2. Input yang diperlukan
Input yang diperlukan dalam kegiatan pengujian data adalah sebagai berikut:
a. Program Kerja;
b. Data Pemeriksaan; dan
c. Kriteria Pemeriksaan.
3. Petunjuk pelaksanaan
a. Pengumpulan data pemeriksaan
Pengumpulan data dilakukan dengan sebelumnya melakukan identifikasi jenis dan
sumber data serta penetapan program pemeriksaan. Sehingga kemudian data yang
dikumpulkan diuji untuk memastikan tercapainya tujuan pemeriksaan. Kehandalan
bukti pemeriksaan dipengaruhi oleh sumber data, cara perolehan data, dan validitas
dan reabilitas data.
i. Sumber data
Pemeriksa perlu mendapatkan data pemeriksaan berdasarkan identifikasi jenis dan
sumber bukti pemeriksaan yang telah ditetapkan. Namun demikian, berdasarkan
kondisi yang terjadi di lapangan, pemeriksa juga dapat memperoleh data di luar
yang telah direncanakan sepanjang pada akhirnya data tersebut valid dan andal
dalam mendukung hasil pemeriksaan
ii. Cara perolehan data
Dalam mengumpulkan data pemeriksaan, pemeriksa dapat menggunakan teknik-
teknik : Reviu dokumen; wawancara/permintaan keterangan; kuesioner; dan
observasi fisik.
iii. Validitas dan reabilitas data
5
Data-data pemeriksaan yang diperoleh pemeriksa harus dapat diyakini validitas dan
keandalan datanya agar bisa disebut sebagai bukti yang kompeten. PSP 04 paragraf
54 memberikan beberapa contoh acuan untuk menilai kompetensi dari suatu data.

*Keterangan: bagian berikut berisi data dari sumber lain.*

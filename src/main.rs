//! ssh-args - Entry point
//!
//! Parses CLI arguments, assembles the argument set and prints it to stdout
//! for splicing into an `ssh`/`scp`/`rsync` command line.

use anyhow::Context;
use clap::Parser;
use tracing::{debug, error};
use tracing_subscriber::FmtSubscriber;

use ssh_args::config::{log_filter, Args, Config, OutputFormat};
use ssh_args::ssh::MAX_CONTROL_PATH_LEN;
use ssh_args::SshArgsError;

fn main() -> anyhow::Result<()> {
    // Parse CLI arguments
    let args = Args::parse();

    // Initialize tracing/logging to stderr (stdout carries the arguments)
    FmtSubscriber::builder()
        .with_env_filter(log_filter(args.verbose))
        .with_target(false)
        .with_writer(std::io::stderr)
        .init();

    // Validate and create config
    let config = Config::from_args(args)?;

    debug!("ssh-args v{}", env!("CARGO_PKG_VERSION"));
    if let Some(ref host) = config.host {
        debug!("Target {}:{}", host.hostname, host.port);
    }

    let arguments = match config.build_arguments() {
        Err(SshArgsError::ControlPathTooLong { host, path }) => {
            error!("No control path candidate fits in {} bytes", MAX_CONTROL_PATH_LEN);
            anyhow::bail!(
                "Cannot enable multiplexing for {}: control path {} is too long. \
                 Shorten the host alias or home directory path.",
                host,
                path
            );
        }
        other => other.context("Failed to build SSH arguments")?,
    };

    match config.format {
        OutputFormat::Cli => println!("{}", arguments),
        OutputFormat::Tokens => {
            for token in arguments.to_cli_tokens() {
                println!("{}", token);
            }
        }
        OutputFormat::Json => {
            let json = arguments
                .to_json()
                .context("Failed to serialize arguments")?;
            println!("{}", json);
        }
    }

    Ok(())
}
#[cfg(test)]
mod tests {
    use super::*;
    use crate::ssh::control_path::MAX_CONTROL_PATH_LEN;
    use crate::ssh::host::Host;

    #[test]
    fn test_empty_renders_empty_string() {
        let args = Arguments::new();
        assert_eq!(args.to_cli_string(), "");
        assert!(args.is_empty());
        assert!(args.to_cli_tokens().is_empty());
    }

    #[test]
    fn test_bool_and_value_flags() {
        let args = Arguments::new().with_flags([Flag::bool("-A"), Flag::value("-p", "2222")]);

        assert_eq!(args.get_flag("-A"), FlagValue::Set);
        assert_eq!(args.get_flag("-p"), FlagValue::Value("2222"));
        assert_eq!(args.to_cli_string(), "-A -p 2222");
    }

    #[test]
    fn test_bool_flags_rendered_before_value_flags() {
        let args = Arguments::new()
            .with_flag("-p", Some("2222"))
            .with_flag("-A", None)
            .with_flag("-i", Some("~/.ssh/id_ed25519"))
            .with_flag("-T", None);

        assert_eq!(args.to_cli_string(), "-A -T -p 2222 -i ~/.ssh/id_ed25519");
    }

    #[test]
    fn test_flag_conversions() {
        let args = Arguments::new().with_flags(vec![
            Flag::from("-A"),
            Flag::from(("-p", "22")),
            Flag::from(("-q", None::<&str>)),
            Flag::from(("-l", Some("deploy"))),
        ]);

        assert_eq!(args.get_flag("-A"), FlagValue::Set);
        assert_eq!(args.get_flag("-q"), FlagValue::Set);
        assert_eq!(args.get_flag("-p").value(), Some("22"));
        assert_eq!(args.get_flag("-l").value(), Some("deploy"));
    }

    #[test]
    fn test_with_flags_replaces_prior_flags() {
        let args = Arguments::new()
            .with_flag("-A", None)
            .with_flags(["-T"]);

        assert_eq!(args.get_flag("-A"), FlagValue::Absent);
        assert_eq!(args.get_flag("-T"), FlagValue::Set);
    }

    #[test]
    fn test_with_options_replaces_prior_options() {
        let args = Arguments::new()
            .with_option("ControlMaster", "auto")
            .with_options([("ServerAliveInterval", "30")]);

        assert_eq!(args.get_option("ControlMaster"), "");
        assert_eq!(args.get_option("ServerAliveInterval"), "30");
    }

    #[test]
    fn test_option_rendering() {
        let args = Arguments::new().with_option("StrictHostKeyChecking", "no");
        assert_eq!(args.to_cli_string(), "-o StrictHostKeyChecking=no");
        assert_eq!(args.to_string(), "-o StrictHostKeyChecking=no");
    }

    #[test]
    fn test_later_write_wins_and_keeps_position() {
        let args = Arguments::new()
            .with_option("A", "1")
            .with_option("B", "2")
            .with_option("A", "3");

        assert_eq!(args.to_cli_string(), "-o A=3 -o B=2");
    }

    #[test]
    fn test_flag_can_switch_between_bool_and_value() {
        let args = Arguments::new()
            .with_flag("-p", None)
            .with_flag("-p", Some("2200"));

        assert_eq!(args.get_flag("-p"), FlagValue::Value("2200"));
        assert_eq!(args.to_cli_string(), "-p 2200");
    }

    #[test]
    fn test_missing_lookups() {
        let args = Arguments::new();
        assert_eq!(args.get_option("Nonexistent"), "");
        assert_eq!(args.get_flag("Nonexistent"), FlagValue::Absent);
        assert!(!args.get_flag("Nonexistent").is_set());
        assert_eq!(args.get_flag("Nonexistent").value(), None);
    }

    #[test]
    fn test_receiver_is_not_modified() {
        let base = Arguments::new()
            .with_flag("-A", None)
            .with_option("User", "deploy");
        let snapshot = base.clone();

        let _ = base.with_flag("-p", Some("22"));
        let _ = base.with_option("User", "root");
        let _ = base.with_flags(["-T"]);
        let _ = base.with_options([("Port", "22")]);
        let _ = base.with_defaults(&Arguments::new().with_option("Port", "2222"));
        let _ = base.with_multiplexing(&Host::new("web")).unwrap();

        assert_eq!(base, snapshot);
    }

    #[test]
    fn test_with_defaults_precedence() {
        let defaults = Arguments::new()
            .with_flags([Flag::bool("-A"), Flag::value("-p", "22")])
            .with_options([("User", "deploy"), ("Compression", "yes")]);
        let args = Arguments::new()
            .with_flag("-p", Some("2222"))
            .with_option("User", "root")
            .with_defaults(&defaults);

        assert_eq!(args.get_flag("-A"), FlagValue::Set);
        assert_eq!(args.get_flag("-p"), FlagValue::Value("2222"));
        assert_eq!(args.get_option("User"), "root");
        assert_eq!(args.get_option("Compression"), "yes");
        assert_eq!(
            args.to_cli_string(),
            "-A -p 2222 -o User=root -o Compression=yes"
        );
    }

    #[test]
    fn test_with_defaults_appends_own_keys_after_defaults() {
        let defaults = Arguments::new().with_option("B", "default");
        let args = Arguments::new()
            .with_option("A", "mine")
            .with_defaults(&defaults);

        assert_eq!(args.to_cli_string(), "-o B=default -o A=mine");
    }

    #[test]
    fn test_whitespace_is_collapsed() {
        let args = Arguments::new()
            .with_flag("-A", None)
            .with_option("ProxyCommand", "ssh  -W   %h:%p bastion");
        let cli = args.to_cli_string();

        assert_eq!(cli, "-A -o ProxyCommand=ssh -W %h:%p bastion");
        assert!(!cli.contains("  "));
    }

    #[test]
    fn test_no_double_spaces_for_any_combination() {
        let flagsets = [
            Arguments::new(),
            Arguments::new().with_flags(["-A"]),
            Arguments::new().with_flags([Flag::value("-p", "22")]),
            Arguments::new().with_flags([Flag::bool("-A"), Flag::value("-p", "22")]),
        ];

        for base in &flagsets {
            for options in [vec![], vec![("User", "deploy")]] {
                let cli = base.with_options(options).to_cli_string();
                assert!(!cli.contains("  "), "{:?}", cli);
                assert_eq!(cli, cli.trim());
            }
        }
    }

    #[test]
    fn test_blank_value_flag_is_skipped() {
        let args = Arguments::new()
            .with_flag("-p", Some(""))
            .with_flag("-l", Some(" "))
            .with_option("User", "x");

        assert_eq!(args.to_cli_string(), "-o User=x");
        assert_eq!(args.to_cli_tokens(), vec!["-o", "User=x"]);
        assert_eq!(args.get_flag("-p"), FlagValue::Value(""));
    }

    #[test]
    fn test_zero_value_flag_is_rendered() {
        let args = Arguments::new()
            .with_flag("-C", Some("0"))
            .with_option("User", "x");

        assert_eq!(args.to_cli_string(), "-C 0 -o User=x");
        assert_eq!(args.to_cli_tokens(), vec!["-C", "0", "-o", "User=x"]);
    }

    #[test]
    fn test_cli_tokens() {
        let args = Arguments::new()
            .with_flags([Flag::value("-p", "2222"), Flag::bool("-A")])
            .with_option("ControlPersist", "60");

        assert_eq!(
            args.to_cli_tokens(),
            vec!["-A", "-p", "2222", "-o", "ControlPersist=60"]
        );
    }

    #[test]
    fn test_with_multiplexing_adds_defaults() {
        let args = Arguments::new()
            .with_multiplexing(&Host::new("prod-web-01"))
            .unwrap();

        assert_eq!(args.get_option("ControlMaster"), "auto");
        assert_eq!(args.get_option("ControlPersist"), "60");
        assert_eq!(
            args.get_option("ControlPath"),
            "~/.ssh/deployer_mux_prod-web-0122"
        );
        assert_eq!(
            args.to_cli_string(),
            "-o ControlMaster=auto -o ControlPersist=60 -o ControlPath=~/.ssh/deployer_mux_prod-web-0122"
        );
    }

    #[test]
    fn test_with_multiplexing_caller_options_win() {
        let args = Arguments::new()
            .with_option("ControlPersist", "600")
            .with_option("ControlPath", "/tmp/cm-%C")
            .with_multiplexing(&Host::new("db").with_port(2200))
            .unwrap();

        assert_eq!(args.get_option("ControlMaster"), "auto");
        assert_eq!(args.get_option("ControlPersist"), "600");
        assert_eq!(args.get_option("ControlPath"), "/tmp/cm-%C");
    }

    #[test]
    fn test_with_multiplexing_long_host_uses_hash() {
        let host = Host::new("a".repeat(MAX_CONTROL_PATH_LEN));
        let args = Arguments::new().with_multiplexing(&host).unwrap();
        assert_eq!(args.get_option("ControlPath"), "~/.ssh/deployer_mux_%C");
    }

    #[test]
    fn test_serde_roundtrip_keeps_order() {
        let json = r#"{"flags":{"-p":"2222","-A":null},"options":{"User":"deploy","Compression":"yes"}}"#;
        let args: Arguments = serde_json::from_str(json).unwrap();

        assert_eq!(args.get_flag("-A"), FlagValue::Set);
        assert_eq!(
            args.to_cli_string(),
            "-A -p 2222 -o User=deploy -o Compression=yes"
        );
        assert_eq!(serde_json::to_string(&args).unwrap(), json);
    }

    #[test]
    fn test_to_json_is_readable_as_defaults() {
        let args = Arguments::new()
            .with_flags([Flag::bool("-A"), Flag::value("-p", "2222")])
            .with_option("User", "deploy");

        let json = args.to_json().unwrap();
        assert!(json.contains("\"-A\": null"));
        assert_eq!(crate::ssh::parse_defaults(&json).unwrap(), args);
    }

    #[test]
    fn test_serde_missing_sections_default_to_empty() {
        let args: Arguments = serde_json::from_str(r#"{"options":{"Port":"22"}}"#).unwrap();
        assert_eq!(args.flags().count(), 0);
        assert_eq!(args.get_option("Port"), "22");
    }
}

Validitas dan keandalan data juga dapat ditentukan dengan pengujian langsung
terhadap data.
b. Pengujian data
Langkah-langkah yang diperlukan dalam kegiatan pengujian bukti pemeriksaan
adalah sebagai berikut:
i. Dalam menguji bukti pemeriksaan, pemeriksa dapat menggunakan teknik-teknik
pengujian, antara lain wawancara; inspeksi; konfirmasi; reviu analitis (rasio, tren,
pola); sampling; bagan arus, dan analisis (analisis regresi, simulasi dan modelling,
analisis muatan data kualitatif).
ii. Dalam menentukan penggunaan suatu teknik pengujian bukti, maka pemeriksa
perlu mempertimbangkan faktor-faktor sebagai berikut:
1) jenis dan sumber bukti yang diuji; dan
2) waktu dan biaya yang diperlukan untuk menguji bukti.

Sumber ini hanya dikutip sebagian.